No es de extrañar, por eso, que los especialistas en epidemias -no todas acaban en pandemia- miren hacia el futuro y pongan cada vez más atención en lo vulnerables que se han vuelto los países cuando un microorganismo nace en un lugar remoto y las autoridades directamente concernidas no son suficientemente diligentes para dar la señal de alerta. Algunos estudios han estimado que la velocidad media con que se transmitió la peste negra en el siglo XIV no superó los cinco kilómetros por día, pero, por el contrario, el primer caso de SARS registrado en Canadá en 2003 sólo tardó un día en recorrer los 12.542 kilómetros que separan Hong Kong de Toronto.

Esto quiere decir, ni más ni menos, que la prioridad es alcanzar la inmunidad de grupo gracias a las vacunas, pero no solo eso. La capacidad de reacción de los gobiernos ante brotes súbitos, aunque se trate de lugares remotos, se ha convertido en algo más que una necesidad. El problema es cómo hacer compatibles los controles sanitarios con los flujos de personas que hoy pululan por el mundo, incluyendo el tráfico de productos vegetales o de animales con los que se trafica ilegalmente y que pueden a llegar a ser un peligro potencial.

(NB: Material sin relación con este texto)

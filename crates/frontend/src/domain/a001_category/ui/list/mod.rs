use crate::domain::a001_category::api::{self, CONTEXT, MODULE, SEARCH_FIELDS};
use crate::layout::global_context::AppGlobalContext;
use crate::layout::tabs::{detail_tab_key, detail_tab_label};
use crate::shared::components::advisory_notice::ErrorBox;
use crate::shared::components::filter_panel::FilterPanel;
use crate::shared::components::pagination_controls::PaginationControls;
use crate::shared::components::search_input::SearchInput;
use crate::shared::components::sortable_header::SortableHeaderCell;
use crate::shared::components::toast::use_toasts;
use crate::shared::date_utils::format_date;
use crate::shared::dialogs::confirm;
use crate::shared::icons::icon;
use crate::shared::page_frame::{PageFrame, PAGE_CAT_LIST};
use crate::shared::query::{
    use_list_query, use_query_client, use_query_stores, use_url_sync, use_view_query,
    ViewQuerySpec,
};
use contracts::domain::a001_category::aggregate::Category;
use leptos::prelude::*;
use leptos::task::spawn_local;
use thaw::*;

const TAB_KEY: &str = "a001_category";

#[component]
pub fn CategoryList() -> impl IntoView {
    let tabs_store = expect_context::<AppGlobalContext>();
    let stores = use_query_stores();
    let client = use_query_client();
    let toasts = use_toasts();

    use_url_sync(CONTEXT, TAB_KEY);
    let view_query = use_view_query(ViewQuerySpec::catalog(MODULE, CONTEXT));
    let list = use_list_query::<Category>(api::COLLECTION, "categories", view_query.query);

    let is_filter_expanded = RwSignal::new(false);
    let page = Signal::derive(move || stores.pages.get(CONTEXT));
    let search_active = Signal::derive(move || {
        usize::from(stores.searches.get(CONTEXT).is_active())
    });

    let open_detail = move |id: Option<String>, name: Option<String>| {
        tabs_store.open_tab(
            &detail_tab_key(TAB_KEY, id.as_deref()),
            &detail_tab_label(TAB_KEY, name.as_deref()),
        );
    };

    let delete_item = move |id: String, name: String| {
        if !confirm(&format!("Delete category \"{}\"?", name)) {
            return;
        }
        spawn_local(async move {
            match api::delete(&id).await {
                Ok(()) => {
                    log::info!("category {} deleted", id);
                    toasts.success(format!("Category \"{}\" deleted", name));
                    client.invalidate(MODULE);
                }
                Err(e) => toasts.error(format!("Failed to delete category: {}", e)),
            }
        });
    };

    view! {
        <PageFrame page_id="a001_category--list" category=PAGE_CAT_LIST>
            <div class="page__header">
                <div class="page__header-left">
                    <h1 class="page__title">"Categories"</h1>
                    <span class="badge badge--primary">{move || list.total().to_string()}</span>
                </div>
                <div class="page__header-right">
                    <Button appearance=ButtonAppearance::Primary on_click=move |_| open_detail(None, None)>
                        {icon("plus")}
                        " New category"
                    </Button>
                    <Button
                        appearance=ButtonAppearance::Secondary
                        on_click=move |_| list.refetch()
                        disabled=Signal::derive(move || list.is_fetching.get())
                    >
                        {icon("refresh")}
                        " Refresh"
                    </Button>
                </div>
            </div>

            <div class="page__content">
                <FilterPanel
                    is_expanded=is_filter_expanded
                    active_filters_count=search_active
                    pagination_controls=move || view! {
                        <PaginationControls
                            current_page=Signal::derive(move || page.get().current_page)
                            total_pages=Signal::derive(move || page.get().total_pages(list.total()))
                            total_count=Signal::derive(move || list.total())
                            page_size=Signal::derive(move || page.get().limit)
                            on_page_change=Callback::new(move |p| stores.pages.set_page(CONTEXT, p))
                            on_page_size_change=Callback::new(move |l| stores.pages.set_limit(CONTEXT, l))
                        />
                    }
                    filter_content=move || view! { <SearchInput context=CONTEXT fields=SEARCH_FIELDS /> }
                />

                <ErrorBox error=list.error />

                <div class="table-wrapper">
                    <Table attr:style="width: 100%;">
                        <TableHeader>
                            <TableRow>
                                <SortableHeaderCell
                                    label="Name"
                                    column="name"
                                    sorting=Signal::derive(move || page.get().primary_sort().cloned())
                                    on_sort=Callback::new(move |c: String| stores.pages.toggle_sort(CONTEXT, &c))
                                />
                                <SortableHeaderCell
                                    label="Billboard"
                                    column="billboardLabel"
                                    sorting=Signal::derive(move || page.get().primary_sort().cloned())
                                    on_sort=Callback::new(move |c: String| stores.pages.toggle_sort(CONTEXT, &c))
                                />
                                <SortableHeaderCell
                                    label="Created"
                                    column="createdAt"
                                    sorting=Signal::derive(move || page.get().primary_sort().cloned())
                                    on_sort=Callback::new(move |c: String| stores.pages.toggle_sort(CONTEXT, &c))
                                />
                                <TableHeaderCell>""</TableHeaderCell>
                            </TableRow>
                        </TableHeader>
                        <TableBody>
                            <For
                                each=move || list.rows()
                                key=|item| item.id.clone()
                                children=move |item: Category| {
                                    let id_for_open = item.id.clone();
                                    let name_for_open = item.name.clone();
                                    let id_for_delete = item.id.clone();
                                    let name_for_delete = item.name.clone();
                                    view! {
                                        <TableRow>
                                            <TableCell>
                                                <TableCellLayout truncate=true>
                                                    <a
                                                        href="#"
                                                        class="table__link"
                                                        on:click=move |e| {
                                                            e.prevent_default();
                                                            open_detail(Some(id_for_open.clone()), Some(name_for_open.clone()));
                                                        }
                                                    >
                                                        {item.name.clone()}
                                                    </a>
                                                </TableCellLayout>
                                            </TableCell>
                                            <TableCell>
                                                <TableCellLayout truncate=true>
                                                    {item.billboard_label.clone().unwrap_or_else(|| item.billboard_id.clone())}
                                                </TableCellLayout>
                                            </TableCell>
                                            <TableCell>
                                                <TableCellLayout>
                                                    {item.created_at.as_deref().map(format_date).unwrap_or_default()}
                                                </TableCellLayout>
                                            </TableCell>
                                            <TableCell>
                                                <button
                                                    class="button button--ghost button--small"
                                                    title="Delete"
                                                    on:click=move |_| delete_item(id_for_delete.clone(), name_for_delete.clone())
                                                >
                                                    {icon("delete")}
                                                </button>
                                            </TableCell>
                                        </TableRow>
                                    }
                                }
                            />
                        </TableBody>
                    </Table>
                </div>

                <Show when=move || !list.is_loading.get() && list.error.with(|e| e.is_none()) && list.total() == 0>
                    <div class="table__empty">"No categories found"</div>
                </Show>
            </div>
        </PageFrame>
    }
}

En un mundo en el que hay pocas certezas, una de ellas es que el planeta se enfrenta hoy a un riesgo que no es solo económico, sino, también, de seguridad nacional, algo que explica que incluso en la Estrategia española de seguridad se haya incluido también el control de las epidemias. Es por eso por lo que también hay coincidencia en que es más rentable, aunque sea costoso, invertir en políticas preventivas que en cubrir los daños. Entre otras razones, porque una de las lecciones de la crisis es que el mundo -incluido el espacio en el que se mueven las naciones más poderosas de la tierra- es más vulnerable de lo que se creía antes de que en marzo de 2020 la OMS anunciara pandemia. Conviene recordarlo.